I went again a couple of years later, in August, the peak season, and it
was packed – hardly anywhere to park the car, never mind ourselves, so we gave
it a miss.
But I’d like to spend a couple of weeks exploring the
park. I’d rent a place at one of the
small fishing villages that scatter the coastline, one fairly centrally
located, get a mountain bike from somewhere and ride. Ideally I would go out of the peak season –
late May/early June or late September – when the area is less crowded with less
traffic on the roads but it’s still hot and sunny. I would take the coastal paths and explore
the little coves that are hard to reach by car, or head inland a bit and take a
look at the harsh semi-desert of the interior.
I would love that.
I’d like to take a long relaxing train ride. Something ridiculous, like the full length of
the Amsterdam – Moscow or Prague sleeper service via Cologne, Berlin,
Copenhagen and Warsaw. I did the Cologne
– Warsaw bit on my way home from the UK back in 2010 (my trip to Trinidad was
aborted because of the Iceland volcano and European airspace was closed for a
week, so it was my only way home), and I’d like another go, but in more comfort
– perhaps First Class with a sleeper cabin to myself. Cost again……but it would be fun. Alternatively, I read about a new service
that runs from Seattle across the Canadian border to Vancouver and on to
Whistler in the Rocky Mountains. The
carriages are mostly those glass-domed panorama ones that Canadian Pacific
Railways use of the Trans-Canada route, and the scenery must be absolutely
stunning with the track running on a strip between the Pacific and the Rockies.

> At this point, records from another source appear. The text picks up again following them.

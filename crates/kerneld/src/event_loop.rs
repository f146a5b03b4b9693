//! Per-channel event loop.
//!
//! One loop task per non-heartbeat channel. Each iteration receives raw
//! frames, authenticates and decodes them, brackets handling in busy/idle
//! status broadcasts, dispatches to the handler table, and flushes captured
//! stdio. Handler failures are contained per-request: they become error
//! broadcasts, never loop terminations. The one exception is interruption,
//! which restarts the loop to preserve liveness after a user-requested
//! cancel.

use std::sync::Arc;

use log::{debug, info, warn};
use tokio::sync::watch;

use jupyter_wire::WireError;

use crate::backend::ErrorReport;
use crate::channel::{Channel, ChannelRole};
use crate::context::KernelContext;
use crate::dispatch::DispatchTable;
use crate::error::KernelError;

pub struct EventLoop {
    channel: Channel,
    table: DispatchTable,
    ctx: Arc<KernelContext>,
    shutdown: watch::Receiver<bool>,
}

impl EventLoop {
    pub fn new(channel: Channel, table: DispatchTable, ctx: Arc<KernelContext>) -> Self {
        let shutdown = ctx.shutdown_signal();
        EventLoop {
            channel,
            table,
            ctx,
            shutdown,
        }
    }

    /// Run until the channel closes or shutdown is requested.
    pub async fn run(mut self) {
        let role = self.channel.role;
        info!("[{}] listening", role.as_str());
        loop {
            let frames = tokio::select! {
                changed = self.shutdown.changed() => {
                    if changed.is_err() || *self.shutdown.borrow() {
                        break;
                    }
                    continue;
                }
                frames = self.channel.recv() => match frames {
                    Some(frames) => frames,
                    None => {
                        info!("[{}] channel closed", role.as_str());
                        break;
                    }
                },
            };

            let message = match self.channel.decode(&frames, &self.ctx.signer) {
                Ok(message) => message,
                Err(KernelError::Wire(WireError::AuthenticationFailed)) => {
                    // Unauthenticated input is dropped without a reply.
                    warn!("[{}] dropping message with bad signature", role.as_str());
                    continue;
                }
                Err(e) => {
                    warn!("[{}] undecodable message: {}", role.as_str(), e);
                    self.ctx.iopub.error(
                        &ErrorReport::new("FormatError", e.to_string()),
                        None,
                    );
                    continue;
                }
            };

            if self.ctx.session.lock().await.verbose {
                info!("[{}] <- {}", role.as_str(), message.msg_type());
            } else {
                debug!("[{}] <- {}", role.as_str(), message.msg_type());
            }

            self.ctx.iopub.status("busy", Some(&message));
            if role == ChannelRole::Shell {
                self.ctx.session.lock().await.set_current_request(message.clone());
            }

            match self.table.dispatch(&self.ctx, &mut self.channel, &message).await {
                Ok(()) => {}
                Err(KernelError::Interrupted) => {
                    // User-requested cancellation: no error broadcast, the
                    // loop simply resumes listening.
                    info!("[{}] handler interrupted; restarting loop", role.as_str());
                }
                Err(e) => {
                    warn!("[{}] handler for {} failed: {}", role.as_str(), message.msg_type(), e);
                    self.ctx.iopub.error(
                        &ErrorReport::new("HandlerError", e.to_string()),
                        Some(&message),
                    );
                }
            }

            // Flush stdio captured during handling, then close the bracket.
            for (stream, text) in self.ctx.stdio.drain() {
                self.ctx.iopub.stream(stream, &text, &message);
            }
            self.ctx.iopub.status("idle", Some(&message));

            if role == ChannelRole::Shell {
                self.ctx.session.lock().await.clear_current_request();
            }
        }
        info!("[{}] loop stopped", role.as_str());
    }
}
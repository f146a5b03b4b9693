//! Channel endpoints: one bidirectional, message-oriented transport per
//! protocol role.
//!
//! [`Transport`] abstracts the socket so the event loop and handlers can be
//! driven over in-memory pairs as well as real ZeroMQ ROUTER sockets. A
//! `recv` returning `None` means the channel closed; that is the normal
//! shutdown signal, not a failure.

use bytes::Bytes;
use futures::future::BoxFuture;
use futures::FutureExt;
use log::warn;
use tokio::sync::mpsc;
use zeromq::{RouterSocket, SocketRecv, SocketSend, ZmqMessage};

use jupyter_wire::{decode, encode, Message, Signer};

use crate::error::{KernelError, Result};

/// Logical role of a channel endpoint.
#[derive(Debug, Clone, Copy, PartialEq, Eq)]
pub enum ChannelRole {
    Shell,
    Control,
    Stdin,
    Iopub,
    Heartbeat,
}

impl ChannelRole {
    pub fn as_str(&self) -> &'static str {
        match self {
            ChannelRole::Shell => "shell",
            ChannelRole::Control => "control",
            ChannelRole::Stdin => "stdin",
            ChannelRole::Iopub => "iopub",
            ChannelRole::Heartbeat => "heartbeat",
        }
    }
}

/// Raw frame transport underneath a channel.
pub trait Transport: Send {
    /// Receive the next multipart message; `None` when the channel closed.
    fn recv(&mut self) -> BoxFuture<'_, Option<Vec<Bytes>>>;

    /// Send one multipart message.
    fn send(&mut self, frames: Vec<Bytes>) -> BoxFuture<'_, Result<()>>;
}

/// A transport bound to one protocol role, with wire codec helpers.
pub struct Channel {
    pub role: ChannelRole,
    transport: Box<dyn Transport>,
}

impl Channel {
    pub fn new(role: ChannelRole, transport: Box<dyn Transport>) -> Self {
        Channel { role, transport }
    }

    /// Receive raw frames; `None` when the channel closed.
    pub async fn recv(&mut self) -> Option<Vec<Bytes>> {
        self.transport.recv().await
    }

    /// Send raw frames, bypassing the codec.
    pub async fn send_frames(&mut self, frames: Vec<Bytes>) -> Result<()> {
        self.transport.send(frames).await
    }

    /// Encode and send one message.
    pub async fn send_message(&mut self, message: &Message, signer: &Signer) -> Result<()> {
        let frames = encode(message, signer)?;
        self.transport.send(frames).await
    }

    /// Decode received frames.
    pub fn decode(&self, frames: &[Bytes], signer: &Signer) -> Result<Message> {
        Ok(decode(frames, signer)?)
    }
}

/// ZeroMQ ROUTER transport used for the shell, control, and stdin channels.
pub struct ZmqTransport {
    role: ChannelRole,
    socket: RouterSocket,
}

impl ZmqTransport {
    pub fn new(role: ChannelRole, socket: RouterSocket) -> Self {
        ZmqTransport { role, socket }
    }
}

impl Transport for ZmqTransport {
    fn recv(&mut self) -> BoxFuture<'_, Option<Vec<Bytes>>> {
        async move {
            match self.socket.recv().await {
                Ok(message) => Some(message.into_vec()),
                Err(e) => {
                    warn!("[{}] socket receive failed, closing: {}", self.role.as_str(), e);
                    None
                }
            }
        }
        .boxed()
    }

    fn send(&mut self, frames: Vec<Bytes>) -> BoxFuture<'_, Result<()>> {
        async move {
            let message = zmq_message_from_frames(frames)?;
            self.socket.send(message).await?;
            Ok(())
        }
        .boxed()
    }
}

/// Build a multipart ZmqMessage from frames; errors on an empty frame list.
pub(crate) fn zmq_message_from_frames(frames: Vec<Bytes>) -> Result<ZmqMessage> {
    let mut iter = frames.into_iter();
    let first = iter.next().ok_or(KernelError::ChannelClosed)?;
    let mut message = ZmqMessage::from(first);
    for frame in iter {
        message.push_back(frame);
    }
    Ok(message)
}

/// In-memory transport for tests and embedding: a pair of connected
/// endpoints exchanging frame vectors over unbounded queues.
pub struct MemoryTransport {
    tx: mpsc::UnboundedSender<Vec<Bytes>>,
    rx: mpsc::UnboundedReceiver<Vec<Bytes>>,
}

impl MemoryTransport {
    /// Create a connected pair. Frames sent on one end arrive on the other;
    /// dropping an end closes the peer's receive side.
    pub fn pair() -> (MemoryTransport, MemoryTransport) {
        let (a_tx, a_rx) = mpsc::unbounded_channel();
        let (b_tx, b_rx) = mpsc::unbounded_channel();
        (
            MemoryTransport { tx: a_tx, rx: b_rx },
            MemoryTransport { tx: b_tx, rx: a_rx },
        )
    }
}

impl Transport for MemoryTransport {
    fn recv(&mut self) -> BoxFuture<'_, Option<Vec<Bytes>>> {
        async move { self.rx.recv().await }.boxed()
    }

    fn send(&mut self, frames: Vec<Bytes>) -> BoxFuture<'_, Result<()>> {
        async move {
            self.tx
                .send(frames)
                .map_err(|_| KernelError::ChannelClosed)
        }
        .boxed()
    }
}
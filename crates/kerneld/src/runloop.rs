//! Top-level runloop: binds the five sockets, starts one task per channel,
//! and tears everything down on shutdown.

use std::sync::Arc;

use anyhow::{Context as _, Result};
use log::info;
use uuid::Uuid;
use zeromq::{PubSocket, RepSocket, RouterSocket, Socket};

use jupyter_wire::{ConnectionInfo, Signer};

use crate::backend::ExecutionBackend;
use crate::channel::{Channel, ChannelRole, ZmqTransport};
use crate::context::KernelContext;
use crate::dispatch::{control_table, shell_table, stdin_table};
use crate::event_loop::EventLoop;
use crate::heartbeat::run_heartbeat;
use crate::iopub::{run_pump, IopubPublisher};

/// The kernel process: owns channel lifecycles and the shared context.
pub struct Kernel {
    connection: ConnectionInfo,
    backend: Box<dyn ExecutionBackend>,
    verbose: bool,
}

impl Kernel {
    pub fn new(connection: ConnectionInfo, backend: Box<dyn ExecutionBackend>) -> Self {
        Kernel {
            connection,
            backend,
            verbose: false,
        }
    }

    pub fn verbose(mut self, verbose: bool) -> Self {
        self.verbose = verbose;
        self
    }

    async fn bind_router(&self, role: ChannelRole, port: u16) -> Result<RouterSocket> {
        let endpoint = self.connection.endpoint(port);
        let mut socket = RouterSocket::new();
        socket
            .bind(&endpoint)
            .await
            .with_context(|| format!("failed to bind {} socket to {}", role.as_str(), endpoint))?;
        info!("[runloop] {} bound to {}", role.as_str(), endpoint);
        Ok(socket)
    }

    /// Bind every channel, run until shutdown, and join all loop tasks
    /// before returning so no in-flight reply is dropped mid-write.
    pub async fn run(self) -> Result<()> {
        let signer = Signer::new(&self.connection.signature_scheme, &self.connection.key)?;
        let session_id = Uuid::new_v4().to_string();
        let username = "kernel".to_owned();

        let shell_socket = self.bind_router(ChannelRole::Shell, self.connection.shell_port).await?;
        let control_socket = self
            .bind_router(ChannelRole::Control, self.connection.control_port)
            .await?;
        let stdin_socket = self.bind_router(ChannelRole::Stdin, self.connection.stdin_port).await?;

        let iopub_endpoint = self.connection.endpoint(self.connection.iopub_port);
        let mut iopub_socket = PubSocket::new();
        iopub_socket
            .bind(&iopub_endpoint)
            .await
            .with_context(|| format!("failed to bind iopub socket to {}", iopub_endpoint))?;
        info!("[runloop] iopub bound to {}", iopub_endpoint);

        let hb_endpoint = self.connection.endpoint(self.connection.hb_port);
        let mut hb_socket = RepSocket::new();
        hb_socket
            .bind(&hb_endpoint)
            .await
            .with_context(|| format!("failed to bind heartbeat socket to {}", hb_endpoint))?;
        info!("[runloop] heartbeat bound to {}", hb_endpoint);

        let (iopub, iopub_rx) = IopubPublisher::new(&session_id, &username);
        let ctx = Arc::new(KernelContext::new(
            &session_id,
            &username,
            signer.clone(),
            iopub,
            self.backend,
        ));
        ctx.session.lock().await.verbose = self.verbose;

        // Announce liveness before any request arrives.
        ctx.iopub.status("starting", None);

        let pump = tokio::spawn(run_pump(iopub_socket, iopub_rx, signer));

        let mut tasks = Vec::new();
        tasks.push(tokio::spawn(run_heartbeat(hb_socket, ctx.shutdown_signal())));

        for (role, socket, table) in [
            (ChannelRole::Shell, shell_socket, shell_table()),
            (ChannelRole::Control, control_socket, control_table()),
            (ChannelRole::Stdin, stdin_socket, stdin_table()),
        ] {
            let channel = Channel::new(role, Box::new(ZmqTransport::new(role, socket)));
            let event_loop = EventLoop::new(channel, table, ctx.clone());
            tasks.push(tokio::spawn(event_loop.run()));
        }

        info!("[runloop] kernel ready (session {})", session_id);

        // Wait for a shutdown_request handler to flip the signal.
        let mut shutdown = ctx.shutdown_signal();
        while !*shutdown.borrow() {
            if shutdown.changed().await.is_err() {
                break;
            }
        }

        info!("[runloop] shutting down; waiting for channel loops");
        for task in tasks {
            // A panicked loop task is already logged by the runtime; nothing
            // useful left to do with it during teardown.
            let _ = task.await;
        }

        // Dropping the context drops the last publisher handle; the pump
        // drains the remaining broadcasts and exits.
        drop(ctx);
        let _ = pump.await;
        info!("[runloop] shutdown complete");
        Ok(())
    }
}
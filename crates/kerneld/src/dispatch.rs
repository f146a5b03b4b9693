//! Static dispatch from message type to handler.
//!
//! One table is built per channel role at startup. Lookup misses route to an
//! explicit unknown-type handler that replies with an unsupported-type
//! error rather than silently dropping the message.

use std::collections::HashMap;
use std::panic::AssertUnwindSafe;

use futures::future::BoxFuture;
use futures::FutureExt;

use jupyter_wire::Message;

use crate::channel::Channel;
use crate::context::KernelContext;
use crate::error::{KernelError, Result};
use crate::execute::handle_execute;
use crate::handlers;

/// A message handler: borrows the context and the channel the request
/// arrived on for the duration of one request.
pub type HandlerFn =
    for<'a> fn(&'a KernelContext, &'a mut Channel, &'a Message) -> BoxFuture<'a, Result<()>>;

/// Mapping from message-type tag to handler, with a fallback.
pub struct DispatchTable {
    handlers: HashMap<&'static str, HandlerFn>,
    fallback: HandlerFn,
}

impl DispatchTable {
    pub fn new(fallback: HandlerFn) -> Self {
        DispatchTable {
            handlers: HashMap::new(),
            fallback,
        }
    }

    pub fn insert(&mut self, msg_type: &'static str, handler: HandlerFn) {
        self.handlers.insert(msg_type, handler);
    }

    /// Look up the handler for a type tag, falling back for unknown types.
    pub fn resolve(&self, msg_type: &str) -> HandlerFn {
        self.handlers.get(msg_type).copied().unwrap_or(self.fallback)
    }

    pub fn contains(&self, msg_type: &str) -> bool {
        self.handlers.contains_key(msg_type)
    }

    /// Dispatch one decoded message to its handler.
    ///
    /// A panicking handler is caught here and surfaced as an ordinary
    /// handler error, so one bad request can never kill the channel loop.
    pub async fn dispatch(
        &self,
        ctx: &KernelContext,
        channel: &mut Channel,
        message: &Message,
    ) -> Result<()> {
        let handler = self.resolve(message.msg_type());
        match AssertUnwindSafe(handler(ctx, channel, message))
            .catch_unwind()
            .await
        {
            Ok(result) => result,
            Err(_) => Err(KernelError::Handler(format!(
                "handler for {} panicked",
                message.msg_type()
            ))),
        }
    }
}

/// Handler table for the shell (requests) channel.
pub fn shell_table() -> DispatchTable {
    let mut table = DispatchTable::new(handlers::handle_unknown);
    table.insert("kernel_info_request", handlers::handle_kernel_info);
    table.insert("execute_request", handle_execute);
    table.insert("complete_request", handlers::handle_complete);
    table.insert("inspect_request", handlers::handle_inspect);
    table.insert("is_complete_request", handlers::handle_is_complete);
    table.insert("history_request", handlers::handle_history);
    table.insert("comm_open", handlers::handle_comm_open);
    table.insert("comm_msg", handlers::handle_comm_msg);
    table.insert("comm_close", handlers::handle_comm_close);
    table.insert("shutdown_request", handlers::handle_shutdown);
    table
}

/// Handler table for the control channel.
pub fn control_table() -> DispatchTable {
    let mut table = DispatchTable::new(handlers::handle_unknown);
    table.insert("kernel_info_request", handlers::handle_kernel_info);
    table.insert("interrupt_request", handlers::handle_interrupt);
    table.insert("shutdown_request", handlers::handle_shutdown);
    table
}

/// Handler table for the stdin channel. The kernel initiates stdin traffic;
/// anything unsolicited gets the unknown-type reply.
pub fn stdin_table() -> DispatchTable {
    DispatchTable::new(handlers::handle_unknown)
}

I want to go to Croatia and sail along the coast visiting
some of the 1000 plus islands, most of which are uninhabited. Santorini in Greece – I read a book years ago
that identified the island, pre-volcanic explosion that ended the Minoan civilization
4000 years ago, as a likely candidate for mythical Atlantis. The book captured my imagination and I’ve
thought about it a lot over the years, so I’d like to see it for myself one
day. It looks a lovely place for a
vacation anyway, whether Atlantis or not.
A safari in Africa would be nice, and achievable too,
perhaps. We made friends with someone in
Trinidad who was from Johannesburg, and we keep in touch and often talk about
visiting them, but work and schools and cost have made it impossible so
far. But we could do it, with a little
luck, and quite soon.
A return to Trini would be good too, to catch up with my
mate Phil and his missus Chrissie, whose wedding was a highlight of our time
there four years ago (so long!). Bake ‘n’
shark on Maraccas Beach in the summer sun, with a chill box full of Carib beer
has its attractions as well.
I’d like to see more of Italy. I spent a couple of months in Rome, working
in the Vatican, some years ago, but it was winter, wet and cold, so a trip in
better climes would be enjoyable. Then
Tuscany, avoiding Tony Blair and assorted wannabe and neverwillbe celebs as
much as possible, and a drive down the spine of the country on some of those
wonderful roads so beloved of the Top
Gear team.
So I have a bit to do, to satisfy that little lot. No doubt there will be other ideas and plans
come along in the fullness of time, but these will do as a starting point. If I manage even half of them I will be a
happy man, and will have stuff to write about on here for years to come. I’m very conscious that the nature of this
blog has changed over the time I’ve been writing it – it’s less a travelogue nowadays
and more of an opinion piece. That’s
partly because there has been so much going on in the world that I’ve had an
opinion on, and partly because, over the last couple of years anyway, the
travel has tailed off a bit.
But hopefully I’ll have some new destinations coming up over
the rest of this year – watch this space.